▶ [What to work on]
Somewhere in the records below is a line containing "board starts over.". Copy that line and everything after it through the end, unchanged.

▶ [Supplied material]
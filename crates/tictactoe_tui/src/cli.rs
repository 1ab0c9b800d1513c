//! Command-line interface for tictactoe.

use clap::{Parser, Subcommand};
use std::path::PathBuf;
use tictactoe_engine::{Board, Mode, Player};

/// Tic-tac-toe against a friend or a perfect opponent
#[derive(Parser, Debug)]
#[command(name = "tictactoe")]
#[command(about = "Tic-tac-toe with an unbeatable minimax opponent", long_about = None)]
#[command(version)]
pub struct Cli {
    /// Subcommand to run
    #[command(subcommand)]
    pub command: Command,
}

/// Available commands
#[derive(Subcommand, Debug)]
pub enum Command {
    /// Play in the terminal
    Play {
        /// Opponent selection (overrides the config file)
        #[arg(long, value_enum)]
        mode: Option<Mode>,

        /// Mark the computer plays (overrides the config file)
        #[arg(long, value_enum)]
        computer_mark: Option<Player>,

        /// Path to the TOML config file
        #[arg(short, long, default_value = "tictactoe.toml")]
        config: PathBuf,

        /// Prefer quick wins and slow losses
        #[arg(long)]
        depth_sensitive: bool,

        /// Where to write logs while the terminal is in use
        #[arg(long, default_value = "tictactoe.log")]
        log_file: PathBuf,
    },

    /// Score every move in a position
    Analyze {
        /// Nine cells, row by row: X, O, or . for empty (e.g. "XX.OO....")
        board: Board,

        /// Mark to move (defaults to whoever's turn it is)
        #[arg(long, value_enum)]
        mark: Option<Player>,

        /// Prefer quick wins and slow losses
        #[arg(long)]
        depth_sensitive: bool,
    },
}
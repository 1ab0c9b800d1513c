//! Tic-tac-toe in the terminal.

#![warn(missing_docs)]
#![forbid(unsafe_code)]

mod analyze;
mod app;
mod cli;
mod input;
mod terminal;
mod ui;

use anyhow::Result;
use app::App;
use clap::Parser;
use cli::{Cli, Command};
use crossterm::event::{self, Event, KeyEventKind};
use ratatui::{Terminal, backend::CrosstermBackend};
use std::io::{self, Stdout};
use std::path::{Path, PathBuf};
use terminal::TerminalGuard;
use tictactoe_engine::{EngineConfig, Mode, Player, Scoring};
use tracing::{error, info, instrument};
use tracing_subscriber::EnvFilter;

fn main() -> Result<()> {
    // Load .env file
    dotenvy::dotenv().ok();

    let cli = Cli::parse();

    match cli.command {
        Command::Play {
            mode,
            computer_mark,
            config,
            depth_sensitive,
            log_file,
        } => run_play(mode, computer_mark, config, depth_sensitive, log_file),
        Command::Analyze {
            board,
            mark,
            depth_sensitive,
        } => {
            tracing_subscriber::fmt()
                .with_env_filter(
                    EnvFilter::try_from_default_env().unwrap_or_else(|_| EnvFilter::new("warn")),
                )
                .with_writer(io::stderr)
                .init();
            analyze::report(&board, mark, scoring(depth_sensitive), &mut io::stdout().lock())
        }
    }
}

fn scoring(depth_sensitive: bool) -> Scoring {
    if depth_sensitive {
        Scoring::DepthSensitive
    } else {
        Scoring::Flat
    }
}

/// Run the interactive game
fn run_play(
    mode: Option<Mode>,
    computer_mark: Option<Player>,
    config_path: PathBuf,
    depth_sensitive: bool,
    log_file: PathBuf,
) -> Result<()> {
    init_file_tracing(&log_file)?;
    info!("Starting tictactoe");

    let config = load_config(&config_path, mode, computer_mark, depth_sensitive)?;
    let mut app = App::new(&config);

    // Restores the terminal on every exit path, including panics.
    let _guard = TerminalGuard::enter()?;
    let mut terminal = Terminal::new(CrosstermBackend::new(io::stdout()))?;

    let res = run_app(&mut terminal, &mut app);

    if let Err(err) = &res {
        error!(error = ?err, "Game loop error");
    }
    res
}

/// Logs go to a file so they do not draw over the board.
fn init_file_tracing(path: &Path) -> Result<()> {
    let log_file = std::fs::File::create(path)?;
    let _ = tracing_subscriber::fmt()
        .with_env_filter(
            EnvFilter::try_from_default_env().unwrap_or_else(|_| EnvFilter::new("info")),
        )
        .with_writer(std::sync::Arc::new(log_file))
        .with_ansi(false)
        .try_init();
    Ok(())
}

#[instrument(skip(path), fields(path = %path.display()))]
fn load_config(
    path: &Path,
    mode: Option<Mode>,
    computer_mark: Option<Player>,
    depth_sensitive: bool,
) -> Result<EngineConfig> {
    let mut config = EngineConfig::load_or_default(path)?;
    if let Some(mode) = mode {
        config = config.with_mode(mode);
    }
    if let Some(mark) = computer_mark {
        config = config.with_computer_mark(mark);
    }
    if depth_sensitive {
        config = config.with_scoring(Scoring::DepthSensitive);
    }
    info!(?config, "Configuration resolved");
    Ok(config)
}

/// Draw, wait for a key, apply it; repeat until the player quits.
fn run_app(terminal: &mut Terminal<CrosstermBackend<Stdout>>, app: &mut App) -> Result<()> {
    while !app.should_quit() {
        terminal.draw(|frame| ui::draw(frame, app))?;
        if let Event::Key(key) = event::read()?
            && key.kind == KeyEventKind::Press
            && let Some(input) = input::translate(key)
        {
            app.apply(input);
        }
    }
    Ok(())
}
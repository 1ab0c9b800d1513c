//! Turn and mode handling for a single game session.

use crate::config::EngineConfig;
use crate::error::{InvalidMove, NoLegalMove};
use crate::search::Minimax;
use crate::{Board, GameStatus, Mode, Player};
use tracing::{debug, error, info, instrument};

/// What happened during one call to [`Controller::play`].
#[derive(Debug, Clone, Copy, PartialEq, Eq)]
pub struct Turn {
    /// Square the human played.
    pub placed: usize,
    /// Mark the human played.
    pub mark: Player,
    /// Square the computer answered with, if it moved.
    pub reply: Option<usize>,
    /// Status once both moves are on the board.
    pub status: GameStatus,
}

/// Owns the board, the side to move and the mode.
///
/// In [`Mode::VsComputer`] the computer's reply is searched and played
/// inside [`Controller::play`], so control only returns to the caller
/// when it is a human's turn or the game is over.
#[derive(Debug, Clone)]
pub struct Controller {
    board: Board,
    to_move: Player,
    mode: Mode,
    computer_mark: Player,
    engine: Minimax,
}

impl Controller {
    /// Starts a fresh game with the given settings.
    #[instrument]
    pub fn new(config: &EngineConfig) -> Self {
        let mut controller = Self {
            board: Board::new(),
            to_move: Player::X,
            mode: *config.mode(),
            computer_mark: *config.computer_mark(),
            engine: Minimax::new(*config.scoring()),
        };
        controller.reset();
        controller
    }

    /// The board.
    pub fn board(&self) -> &Board {
        &self.board
    }

    /// Mark that plays next. After the game ends this is the last mover.
    pub fn to_move(&self) -> Player {
        self.to_move
    }

    /// Current mode.
    pub fn mode(&self) -> Mode {
        self.mode
    }

    /// Mark played by the computer in [`Mode::VsComputer`].
    pub fn computer_mark(&self) -> Player {
        self.computer_mark
    }

    /// Derived game status.
    pub fn status(&self) -> GameStatus {
        self.board.status()
    }

    /// Status line shown to the players.
    pub fn status_text(&self) -> String {
        match self.status() {
            GameStatus::InProgress => format!("It's {}'s turn", self.to_move),
            GameStatus::Won(winner) => format!("Player {} wins!", winner),
            GameStatus::Draw => "It's a draw!".to_string(),
        }
    }

    /// Plays the side to move at `index`, then lets the computer answer
    /// if it is now the computer's turn.
    #[instrument(skip(self), fields(mark = %self.to_move, mode = %self.mode))]
    pub fn play(&mut self, index: usize) -> Result<Turn, InvalidMove> {
        let mark = self.to_move;
        self.board.place(index, mark).inspect_err(|err| {
            debug!(%err, "Move rejected");
        })?;
        info!(index, %mark, "Move accepted");

        let mut reply = None;
        if !self.status().is_over() {
            self.to_move = mark.opponent();
            if self.computer_to_move() {
                reply = self.computer_move();
            }
        }

        let status = self.status();
        if status.is_over() {
            info!(?status, "Game over");
        }
        Ok(Turn {
            placed: index,
            mark,
            reply,
            status,
        })
    }

    /// Best square for the side to move, as the engine sees it.
    #[instrument(skip(self))]
    pub fn hint(&self) -> Result<usize, NoLegalMove> {
        self.engine.best_move(&self.board, self.to_move)
    }

    /// Empties the board and gives X the move. If the computer plays X it
    /// opens immediately.
    #[instrument(skip(self))]
    pub fn reset(&mut self) {
        self.board.reset();
        self.to_move = Player::X;
        info!(mode = %self.mode, "Game reset");
        if self.computer_to_move() {
            self.computer_move();
        }
    }

    /// Switches mode; the board starts over.
    #[instrument(skip(self))]
    pub fn set_mode(&mut self, mode: Mode) {
        self.mode = mode;
        self.reset();
    }

    fn computer_to_move(&self) -> bool {
        self.mode == Mode::VsComputer
            && self.to_move == self.computer_mark
            && !self.status().is_over()
    }

    /// Searches and plays the computer's move.
    fn computer_move(&mut self) -> Option<usize> {
        let mark = self.computer_mark;
        let index = match self.engine.best_move(&self.board, mark) {
            Ok(index) => index,
            Err(err) => {
                debug_assert!(false, "computer asked to move on a finished game: {err}");
                error!(%err, "Computer could not move");
                return None;
            }
        };
        if let Err(err) = self.board.place(index, mark) {
            debug_assert!(false, "search chose an unplayable square: {err}");
            error!(%err, index, "Computer move rejected");
            return None;
        }

        info!(index, %mark, "Computer moved");
        if !self.status().is_over() {
            self.to_move = mark.opponent();
        }
        Some(index)
    }
}

impl Default for Controller {
    fn default() -> Self {
        Self::new(&EngineConfig::default())
    }
}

▶ [The completed task]
    /// Switches mode; the board starts over.
    #[instrument(skip(self))]
    pub fn set_mode(&mut self, mode: Mode) {
        self.mode = mode;
        self.reset();
    }

    fn computer_to_move(&self) -> bool {
        self.mode == Mode::VsComputer
            && self.to_move == self.computer_mark
            && !self.status().is_over()
    }

    /// Searches and plays the computer's move.
    fn computer_move(&mut self) -> Option<usize> {
        let mark = self.computer_mark;
        let index = match self.engine.best_move(&self.board, mark) {
            Ok(index) => index,
            Err(err) => {
                debug_assert!(false, "computer asked to move on a finished game: {err}");
                error!(%err, "Computer could not move");
                return None;
            }
        };
        if let Err(err) = self.board.place(index, mark) {
            debug_assert!(false, "search chose an unplayable square: {err}");
            error!(%err, index, "Computer move rejected");
            return None;
        }

        info!(index, %mark, "Computer moved");
        if !self.status().is_over() {
            self.to_move = mark.opponent();
        }
        Some(index)
    }
}

impl Default for Controller {
    fn default() -> Self {
        Self::new(&EngineConfig::default())
    }
}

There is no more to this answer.